# [Input for this task]
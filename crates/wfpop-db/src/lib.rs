use sqlx::{postgres::PgPoolOptions, PgPool};
use std::time::Duration;
use thiserror::Error;
use wfpop_core::AppConfig;

const DEFAULT_MAX_CONNECTIONS: u32 = 10;
const DEFAULT_MIN_CONNECTIONS: u32 = 1;
const DEFAULT_ACQUIRE_TIMEOUT_SECS: u64 = 10;
const UNDEFINED_TABLE: &str = "42P01";

// Path relative to crates/wfpop-db/Cargo.toml; resolves to <workspace-root>/migrations/
static MIGRATOR: sqlx::migrate::Migrator = sqlx::migrate!("../../migrations");

#[derive(Debug, Clone, Copy)]
pub struct PoolConfig {
    pub max_connections: u32,
    pub min_connections: u32,
    pub acquire_timeout_secs: u64,
}

impl Default for PoolConfig {
    fn default() -> Self {
        Self {
            max_connections: DEFAULT_MAX_CONNECTIONS,
            min_connections: DEFAULT_MIN_CONNECTIONS,
            acquire_timeout_secs: DEFAULT_ACQUIRE_TIMEOUT_SECS,
        }
    }
}

impl PoolConfig {
    #[must_use]
    pub fn from_app_config(config: &AppConfig) -> Self {
        Self {
            max_connections: config.db_max_connections,
            min_connections: config.db_min_connections,
            acquire_timeout_secs: config.db_acquire_timeout_secs,
        }
    }
}

#[derive(Debug, Error)]
pub enum DbError {
    #[error("DATABASE_URL is not set")]
    MissingDatabaseUrl,
    #[error("record not found")]
    NotFound,
    #[error("harvest run {id} is not in expected status '{expected_status}'")]
    InvalidHarvestRunTransition {
        id: i64,
        expected_status: &'static str,
    },
    #[error(transparent)]
    Sqlx(#[from] sqlx::Error),
    #[error(transparent)]
    Migration(#[from] sqlx::migrate::MigrateError),
}

/// Connect to a Postgres pool using explicit URL and config.
///
/// # Errors
///
/// Returns [`sqlx::Error`] if the connection cannot be established.
pub async fn connect_pool(database_url: &str, config: PoolConfig) -> Result<PgPool, sqlx::Error> {
    PgPoolOptions::new()
        .max_connections(config.max_connections)
        .min_connections(config.min_connections)
        .acquire_timeout(Duration::from_secs(config.acquire_timeout_secs))
        .connect(database_url)
        .await
}

/// Connect using the database settings carried by [`AppConfig`].
///
/// # Errors
///
/// Returns [`DbError::MissingDatabaseUrl`] if the URL is blank, or
/// [`DbError::Sqlx`] if the connection cannot be established.
pub async fn connect_pool_from_config(config: &AppConfig) -> Result<PgPool, DbError> {
    if config.database_url.trim().is_empty() {
        return Err(DbError::MissingDatabaseUrl);
    }
    connect_pool(&config.database_url, PoolConfig::from_app_config(config))
        .await
        .map_err(DbError::from)
}

/// Run all pending migrations against the pool.
///
/// Returns the number of migrations that were applied.
///
/// # Errors
///
/// Returns [`DbError::Migration`] if any migration fails, or [`DbError::Sqlx`]
/// if the migration history cannot be read.
pub async fn run_migrations(pool: &PgPool) -> Result<usize, DbError> {
    let applied_before = applied_migration_count(pool).await?;
    MIGRATOR.run(pool).await?;
    let applied_after = applied_migration_count(pool).await?;

    let delta = (applied_after - applied_before).max(0);
    Ok(usize::try_from(delta).unwrap_or(0))
}

async fn applied_migration_count(pool: &PgPool) -> Result<i64, sqlx::Error> {
    let result =
        sqlx::query_scalar::<_, i64>("SELECT COUNT(*) FROM _sqlx_migrations WHERE success = true")
            .fetch_one(pool)
            .await;

    match result {
        Ok(count) => Ok(count),
        // 42P01 undefined_table: fresh database with no migration history yet.
        Err(sqlx::Error::Database(e)) if e.code().as_deref() == Some(UNDEFINED_TABLE) => Ok(0),
        Err(e) => Err(e),
    }
}

/// Send a `SELECT 1` to verify the pool has a live connection.
///
/// # Errors
///
/// Returns [`sqlx::Error`] if the query fails.
pub async fn ping(pool: &PgPool) -> Result<(), sqlx::Error> {
    sqlx::query_scalar::<_, i32>("SELECT 1")
        .fetch_one(pool)
        .await?;
    Ok(())
}

/// Ping the pool and return a typed error on failure.
///
/// # Errors
///
/// Returns [`DbError`] if the ping fails.
pub async fn health_check(pool: &PgPool) -> Result<(), DbError> {
    ping(pool).await?;
    Ok(())
}


pub mod harvest_runs;
pub mod store;
pub mod workflows;

pub use harvest_runs::{
    cancel_harvest_run, complete_harvest_run, create_harvest_run, fail_harvest_run,
    get_harvest_run, list_harvest_runs, start_harvest_run, HarvestRunRow, HarvestTotals,
};
pub use store::{PgUnit, PgWorkflowStore, UnitOfWork, UpsertOutcome, WorkflowStore};
pub use workflows::{list_workflows, upsert_workflow, WorkflowRow};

# [Brief]
Return all of the data above exactly, leaving out no line.

# [Answer space]
filename crates/wfpop-db/src/lib.rs
use sqlx::{postgres::PgPoolOptions, PgPool};
use std::time::Duration;
use thiserror::Error;
use wfpop_core::AppConfig;

const DEFAULT_MAX_CONNECTIONS: u32 = 10;
const DEFAULT_MIN_CONNECTIONS: u32 = 1;
const DEFAULT_ACQUIRE_TIMEOUT_SECS: u64 = 10;
const UNDEFINED_TABLE: &str = "42P01";

// Path relative to crates/wfpop-db/Cargo.toml; resolves to <workspace-root>/migrations/
static MIGRATOR: sqlx::migrate::Migrator = sqlx::migrate!("../../migrations");

#[derive(Debug, Clone, Copy)]
pub struct PoolConfig {
    pub max_connections: u32,
    pub min_connections: u32,
    pub acquire_timeout_secs: u64,
}

impl Default for PoolConfig {
    fn default() -> Self {
        Self {
            max_connections: DEFAULT_MAX_CONNECTIONS,
            min_connections: DEFAULT_MIN_CONNECTIONS,
            acquire_timeout_secs: DEFAULT_ACQUIRE_TIMEOUT_SECS,
        }
    }
}

impl PoolConfig {
    #[must_use]
    pub fn from_app_config(config: &AppConfig) -> Self {
        Self {
            max_connections: config.db_max_connections,
            min_connections: config.db_min_connections,
            acquire_timeout_secs: config.db_acquire_timeout_secs,
        }
    }
}

#[derive(Debug, Error)]
pub enum DbError {
    #[error("DATABASE_URL is not set")]
    MissingDatabaseUrl,
    #[error("record not found")]
    NotFound,
    #[error("harvest run {id} is not in expected status '{expected_status}'")]
    InvalidHarvestRunTransition {
        id: i64,
        expected_status: &'static str,
    },
    #[error(transparent)]
    Sqlx(#[from] sqlx::Error),
    #[error(transparent)]
    Migration(#[from] sqlx::migrate::MigrateError),
}

/// Connect to a Postgres pool using explicit URL and config.
///
/// # Errors
///
/// Returns [`sqlx::Error`] if the connection cannot be established.
pub async fn connect_pool(database_url: &str, config: PoolConfig) -> Result<PgPool, sqlx::Error> {
    PgPoolOptions::new()
        .max_connections(config.max_connections)
        .min_connections(config.min_connections)
        .acquire_timeout(Duration::from_secs(config.acquire_timeout_secs))
        .connect(database_url)
        .await
}

/// Connect using the database settings carried by [`AppConfig`].
///
/// # Errors
///
/// Returns [`DbError::MissingDatabaseUrl`] if the URL is blank, or
/// [`DbError::Sqlx`] if the connection cannot be established.
pub async fn connect_pool_from_config(config: &AppConfig) -> Result<PgPool, DbError> {
    if config.database_url.trim().is_empty() {
        return Err(DbError::MissingDatabaseUrl);
    }
    connect_pool(&config.database_url, PoolConfig::from_app_config(config))
        .await
        .map_err(DbError::from)
}

/// Run all pending migrations against the pool.
///
/// Returns the number of migrations that were applied.
///
/// # Errors
///
/// Returns [`DbError::Migration`] if any migration fails, or [`DbError::Sqlx`]
/// if the migration history cannot be read.
pub async fn run_migrations(pool: &PgPool) -> Result<usize, DbError> {
    let applied_before = applied_migration_count(pool).await?;
    MIGRATOR.run(pool).await?;
    let applied_after = applied_migration_count(pool).await?;

    let delta = (applied_after - applied_before).max(0);
    Ok(usize::try_from(delta).unwrap_or(0))
}

async fn applied_migration_count(pool: &PgPool) -> Result<i64, sqlx::Error> {
    let result =
        sqlx::query_scalar::<_, i64>("SELECT COUNT(*) FROM _sqlx_migrations WHERE success = true")
            .fetch_one(pool)
            .await;

    match result {
        Ok(count) => Ok(count),
        // 42P01 undefined_table: fresh database with no migration history yet.
        Err(sqlx::Error::Database(e)) if e.code().as_deref() == Some(UNDEFINED_TABLE) => Ok(0),
        Err(e) => Err(e),
    }
}

/// Send a `SELECT 1` to verify the pool has a live connection.
///
/// # Errors
///
/// Returns [`sqlx::Error`] if the query fails.
pub async fn ping(pool: &PgPool) -> Result<(), sqlx::Error> {
    sqlx::query_scalar::<_, i32>("SELECT 1")
        .fetch_one(pool)
        .await?;
    Ok(())
}

/// Ping the pool and return a typed error on failure.
///
/// # Errors
///
/// Returns [`DbError`] if the ping fails.
pub async fn health_check(pool: &PgPool) -> Result<(), DbError> {
    ping(pool).await?;
    Ok(())
}


pub mod harvest_runs;
pub mod store;
pub mod workflows;

pub use harvest_runs::{
    cancel_harvest_run, complete_harvest_run, create_harvest_run, fail_harvest_run,
    get_harvest_run, list_harvest_runs, start_harvest_run, HarvestRunRow, HarvestTotals,
};
pub use store::{PgUnit, PgWorkflowStore, UnitOfWork, UpsertOutcome, WorkflowStore};
pub use workflows::{list_workflows, upsert_workflow, WorkflowRow};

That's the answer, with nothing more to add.